"""

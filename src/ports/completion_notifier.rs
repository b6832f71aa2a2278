//! Completion notifier port.
//!
//! Invoked once when a stage run finishes and its settle delay has passed.
//! In the browser this was the jump to the editor; here it is whatever the
//! host wires in.

use async_trait::async_trait;

use crate::domain::foundation::DomainError;
use crate::domain::processing::StageRun;

#[async_trait]
pub trait CompletionNotifier: Send + Sync {
    /// Called exactly once per completed run, never for cancelled runs.
    async fn run_completed(&self, run: &StageRun) -> Result<(), DomainError>;
}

"""

- _Problem details_
Each entry must be printed again exactly as given.

- _Response for this exercise_
filename src/ports/completion_notifier.rs
repository b6832f71aa2a2278
//! Completion notifier port.
//!
//! Invoked once when a stage run finishes and its settle delay has passed.
//! In the browser this was the jump to the editor; here it is whatever the
//! host wires in.

use async_trait::async_trait;

use crate::domain::foundation::DomainError;
use crate::domain::processing::StageRun;

#[async_trait]
pub trait CompletionNotifier: Send + Sync {
    /// Called exactly once per completed run, never for cancelled runs.
    async fn run_completed(&self, run: &StageRun) -> Result<(), DomainError>;
}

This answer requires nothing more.